Saturday 31 May 2008

Yellow Sugarsnap Project ... lots to report

Don't get too excited, this one looks very pretty but it's actually a yellow mangetout (snow) and only has one of the two recessive genes I'm looking for

There's been so much happening with the Yellow Sugarsnap Project, and so much else happening in the rest of my life, I haven't had a hope of blogging up all their progress. One issue is that I'm collecting huge amounts of data which I'm then having to type up and spend ages staring at, in addition to all the usual seasonal garden activity. So this is the best I can do for the moment. At least it'll give you a glimpse of what is happening with the project, which has reached its most exciting stage now.

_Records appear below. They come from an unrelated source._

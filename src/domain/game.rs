//! Game aggregate: roster, lifecycle, and the N relay chains.

use time::OffsetDateTime;
use uuid::Uuid;

use crate::domain::chain::{Chain, ClaimedStep, SubmitOutcome};
use crate::domain::rotation::{Seat, StepKind};
use crate::errors::domain::{ConflictKind, DomainError, ValidationKind};

/// Fewest seats for a meaningful rotation. Below this the relay degenerates
/// into a player answering their own chain immediately.
pub const MIN_PLAYERS: u8 = 3;

/// Roster cap; keeps seat numbers comfortably inside `Seat`.
pub const MAX_PLAYERS: u8 = 32;

#[derive(Debug, Clone, PartialEq, Eq)]
pub struct Player {
    /// Seat index, assigned at join time, dense and immutable.
    pub seat: Seat,
    pub name: String,
    /// Exactly one player per game, always seat 0.
    pub is_creator: bool,
}

/// Overall game progression, derived from roster and chain state.
#[derive(Debug, Clone, Copy, Eq, PartialEq)]
pub enum Phase {
    /// Roster still open.
    Lobby,
    /// Started; at least one chain is waiting for its seed word.
    Seeding,
    /// All chains seeded; rotation in progress.
    Relay,
    /// Every chain has rotated through every player.
    Complete,
}

#[derive(Debug, Clone, PartialEq)]
pub struct Game {
    pub id: Uuid,
    /// Short human-enterable join code, unique among stored games.
    pub code: String,
    pub created_at: OffsetDateTime,
    pub started: bool,
    pub players: Vec<Player>,
    /// One chain per player once started; never resized afterwards.
    pub chains: Vec<Chain>,
    /// Store revision for optimistic concurrency; bumped on every save.
    pub lock_version: i32,
}

impl Game {
    pub fn new(id: Uuid, code: String, creator_name: String, created_at: OffsetDateTime) -> Self {
        Self {
            id,
            code,
            created_at,
            started: false,
            players: vec![Player {
                seat: 0,
                name: creator_name,
                is_creator: true,
            }],
            chains: Vec::new(),
            lock_version: 0,
        }
    }

    pub fn player_count(&self) -> u8 {
        self.players.len() as u8
    }

    pub fn phase(&self) -> Phase {
        if !self.started {
            Phase::Lobby
        } else if self.chains.iter().any(|c| c.seed_word.is_none()) {
            Phase::Seeding
        } else if self.is_complete() {
            Phase::Complete
        } else {
            Phase::Relay
        }
    }

    /// Add a player to the roster. Lobby only; duplicate names are allowed.
    /// Returns the assigned seat.
    pub fn join(&mut self, name: String) -> Result<Seat, DomainError> {
        if self.started {
            return Err(DomainError::conflict(
                ConflictKind::GameAlreadyStarted,
                "The roster closed when the game started",
            ));
        }
        if self.player_count() >= MAX_PLAYERS {
            return Err(DomainError::conflict(
                ConflictKind::GameFull,
                format!("The roster is capped at {MAX_PLAYERS} players"),
            ));
        }
        let seat = self.players.len() as Seat;
        self.players.push(Player {
            seat,
            name,
            is_creator: false,
        });
        Ok(seat)
    }

    /// Close the lobby and allocate one empty chain per seat.
    ///
    /// Guarded transition: a second call is rejected rather than re-appending
    /// chains, and the roster must reach `MIN_PLAYERS` first.
    pub fn start(&mut self, now: OffsetDateTime) -> Result<(), DomainError> {
        if self.started {
            return Err(DomainError::conflict(
                ConflictKind::GameAlreadyStarted,
                "The game has already been started",
            ));
        }
        if self.player_count() < MIN_PLAYERS {
            return Err(DomainError::validation(
                ValidationKind::TooFewPlayers,
                format!("A game needs at least {MIN_PLAYERS} players to start"),
            ));
        }
        self.started = true;
        self.chains = (0..self.player_count())
            .map(|slot| Chain::new(slot, now))
            .collect();
        Ok(())
    }

    /// Record a seat's seed word into the chain at that seat's slot.
    pub fn submit_seed(&mut self, seat: Seat, word: String) -> Result<(), DomainError> {
        self.require_started()?;
        if seat >= self.player_count() {
            return Err(DomainError::validation(
                ValidationKind::InvalidSeat,
                format!("Seat {seat} is out of range for {} players", self.player_count()),
            ));
        }
        self.chains[seat as usize].seed(word)
    }

    pub fn chain_at(&self, slot: Seat) -> Result<&Chain, DomainError> {
        self.chains.get(slot as usize).ok_or_else(|| {
            DomainError::validation(
                ValidationKind::InvalidSlot,
                format!("Slot {slot} is out of range for {} chains", self.chains.len()),
            )
        })
    }

    fn chain_at_mut(&mut self, slot: Seat) -> Result<&mut Chain, DomainError> {
        let len = self.chains.len();
        self.chains.get_mut(slot as usize).ok_or_else(|| {
            DomainError::validation(
                ValidationKind::InvalidSlot,
                format!("Slot {slot} is out of range for {len} chains"),
            )
        })
    }

    /// Claim the open step of the chain at `slot`.
    pub fn claim_next(&mut self, slot: Seat) -> Result<ClaimedStep, DomainError> {
        self.require_started()?;
        let player_count = self.player_count();
        self.chain_at_mut(slot)?.try_claim(player_count)
    }

    /// Record the next step of the chain at `slot`.
    pub fn submit_step(
        &mut self,
        slot: Seat,
        author: Seat,
        kind: StepKind,
        content: String,
    ) -> Result<SubmitOutcome, DomainError> {
        self.require_started()?;
        let player_count = self.player_count();
        if author >= player_count {
            return Err(DomainError::validation(
                ValidationKind::InvalidSeat,
                format!("Seat {author} is out of range for {player_count} players"),
            ));
        }
        self.chain_at_mut(slot)?.submit(player_count, author, kind, content)
    }

    /// True once every chain has its full rotation of steps.
    pub fn is_complete(&self) -> bool {
        let player_count = self.player_count();
        self.started
            && !self.chains.is_empty()
            && self.chains.iter().all(|c| c.is_complete(player_count))
    }

    fn require_started(&self) -> Result<(), DomainError> {
        if self.started {
            Ok(())
        } else {
            Err(DomainError::conflict(
                ConflictKind::GameNotStarted,
                "The game has not been started yet",
            ))
        }
    }
}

A couple of years ago on this blog I claimed that naturally inbreeding plants such as peas don't show much hybrid vigour, if any. Well I'm having to eat humble pie now as my yellow sugarsnap F2 hybrids soar beyond a height of 7ft and show no interest in slowing down. They've massively outgrown the frame I made for them and are beyond the tops of the support sticks. This project is a cross between a 5ft variety and a tiny dwarf one which barely reaches 1ft in height, so I wasn't expecting anything quite like this. D'oh!



The original cross was Golden Sweet x Sugar Ann and this is the F2 generation.

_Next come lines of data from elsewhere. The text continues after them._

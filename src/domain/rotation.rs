use serde::{Deserialize, Serialize};

/// Seat index, 0-based and dense within a game.
pub type Seat = u8;
/// Round number within a chain. The seed is round 0; relay steps are 1..N-1.
pub type Round = u8;

/// Kind of content a step carries. The seed is always a word.
#[derive(Debug, Clone, Copy, PartialEq, Eq, Serialize, Deserialize)]
#[serde(rename_all = "lowercase")]
pub enum StepKind {
    Word,
    Drawing,
}

/// Rotation and alternation math for the relay.
///
/// These helpers live in `domain` so services, routes, and views share a
/// single source of truth for "whose turn is it on this chain". They are
/// total functions; callers bounds-check slot and round.
///
/// Seat responsible for round `round_no` of the chain seeded at `slot`.
///
/// For a fixed slot the sequence over rounds 0..N-1 visits every seat
/// exactly once, starting with the seeding seat at round 0. Because
/// `(slot + round) % N == slot` only when the round is a multiple of N,
/// no seat ever works its own chain mid-rotation.
#[inline]
pub fn responsible_player(slot: Seat, round_no: Round, player_count: u8) -> Seat {
    debug_assert!(player_count > 0, "player_count must be positive");
    ((slot as u16 + round_no as u16) % player_count as u16) as Seat
}

/// Alternation rule: even rounds are words, odd rounds are drawings.
///
/// Round 0 (the seed) is a word, round 1 draws it, round 2 describes the
/// drawing, and so on.
#[inline]
pub fn kind_for_round(round_no: Round) -> StepKind {
    if round_no % 2 == 0 {
        StepKind::Word
    } else {
        StepKind::Drawing
    }
}

#[cfg(test)]
mod tests {
    use super::*;

    #[test]
    fn seed_round_belongs_to_seeding_seat() {
        for n in 2u8..=8 {
            for slot in 0..n {
                assert_eq!(responsible_player(slot, 0, n), slot);
            }
        }
    }

    #[test]
    fn rotation_wraps_around() {
        assert_eq!(responsible_player(2, 1, 3), 0);
        assert_eq!(responsible_player(2, 2, 3), 1);
        assert_eq!(responsible_player(0, 3, 3), 0);
    }

    #[test]
    fn kinds_alternate_from_word() {
        assert_eq!(kind_for_round(0), StepKind::Word);
        assert_eq!(kind_for_round(1), StepKind::Drawing);
        assert_eq!(kind_for_round(2), StepKind::Word);
        assert_eq!(kind_for_round(3), StepKind::Drawing);
    }
}
//! Join code generation for games.
//!
//! Codes are short 4-character uppercase alphanumerics, easy to read out
//! loud. Uniqueness is not guaranteed here; the service draws candidates
//! and checks the store until one is free.

use rand::Rng;

const ALPHABET: &[u8] = b"0123456789ABCDEFGHIJKLMNOPQRSTUVWXYZ";

pub const CODE_LEN: usize = 4;

/// Draw one join-code candidate.
pub fn generate_join_code() -> String {
    let mut rng = rand::rng();
    (0..CODE_LEN)
        .map(|_| ALPHABET[rng.random_range(0..ALPHABET.len())] as char)
        .collect()
}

Some things have turned out just as predicted ...

Flower colour is usually pretty simple in peas. Purple is dominant over white. So if you cross a white-flowered variety with a purple-flowered variety, the first season's progeny (F1 hybrid) should all have purple flowers ... and that's exactly what happened when I grew the F1 generation last year. In the F2 generation the genes are recombined, and approximately a quarter of them end up with the pair of recessive genes which enable white flowers to express themselves. So I expected to get purple flowers on three quarters of my plants and white on the others. And that's not far off what I've got. Hurrah!

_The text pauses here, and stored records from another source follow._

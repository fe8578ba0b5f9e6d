//! Error handling for the Sketchline backend.

pub mod domain;
pub mod error_code;

#[cfg(test)]
mod tests_error_mapping;

pub use domain::DomainError;
pub use error_code::ErrorCode;
use std::env;

use actix_cors::Cors;
use actix_web::http::header;

/// Build CORS middleware with a restrictive, explicit configuration:
/// - Origins must be configured via CORS_ALLOWED_ORIGINS
/// - Only allow methods actually used by the API
/// - Lightly validate origins, and ignore empty / "null" entries
pub fn cors_middleware() -> Cors {
    // Comma-separated origins, e.g.:
    // CORS_ALLOWED_ORIGINS=http://localhost:3000,https://play.sketchline.dev
    let allowed_raw = env::var("CORS_ALLOWED_ORIGINS").unwrap_or_default();

    let allowed_origins: Vec<String> = allowed_raw
        .split(',')
        .map(|s| s.trim())
        .filter(|s| !s.is_empty() && *s != "null")
        .filter(|s| s.starts_with("http://") || s.starts_with("https://"))
        .map(|s| s.to_string())
        .collect();

    // Fallback to localhost-only if nothing valid was configured
    let effective_origins: Vec<String> = if allowed_origins.is_empty() {
        vec![
            "http://localhost:3000".to_string(),
            "http://127.0.0.1:3000".to_string(),
        ]
    } else {
        allowed_origins
    };

    let mut cors = Cors::default()
        // Methods actually used by the API
        .allowed_methods(vec!["GET", "POST", "OPTIONS"])
        // Headers the browser may send
        .allowed_headers(vec![
            header::CONTENT_TYPE,
            header::ACCEPT,
            header::IF_NONE_MATCH,
        ])
        // Headers the browser is allowed to read from responses
        .expose_headers(vec![
            header::HeaderName::from_static("x-request-id"),
            header::ETAG,
        ])
        .max_age(3600);

    // Add each validated origin explicitly
    for origin in effective_origins {
        cors = cors.allowed_origin(&origin);
    }

    cors
}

I already showed you the first flower, which was purple (when I say purple, I mean the mauve and maroon bicolour which is common to many heritage varieties). The next four were all purple too, and then the next four were whites. A majority of the early flowers were white, but overall the ratio is 24 whites to 39 purples, which is not quite a Mendelian ratio but is not wildly far off it.

The joy of F2 variability. Sometimes they're white-flowered with a cream calyx and yellow stems ...

Sometimes they're purple-bicolour flowered with green calyx and stems ...

And sometimes it's the other way around.

Yellow pods are a recessive trait in peas, and again the inheritance is pretty simple because it's all down to a single gene. In a cross between a yellow-podded pea and a green-podded pea, all the first generation (F1) plants should be green-podded (and indeed they were). In this F2 generation the recessive yellow gene has a chance to assert itself and so roughly one in four plants should have yellow pods ... and so far that's pretty much what I've got. 19 yellows to 44 greens is as near as dammit the predicted Mendelian ratio.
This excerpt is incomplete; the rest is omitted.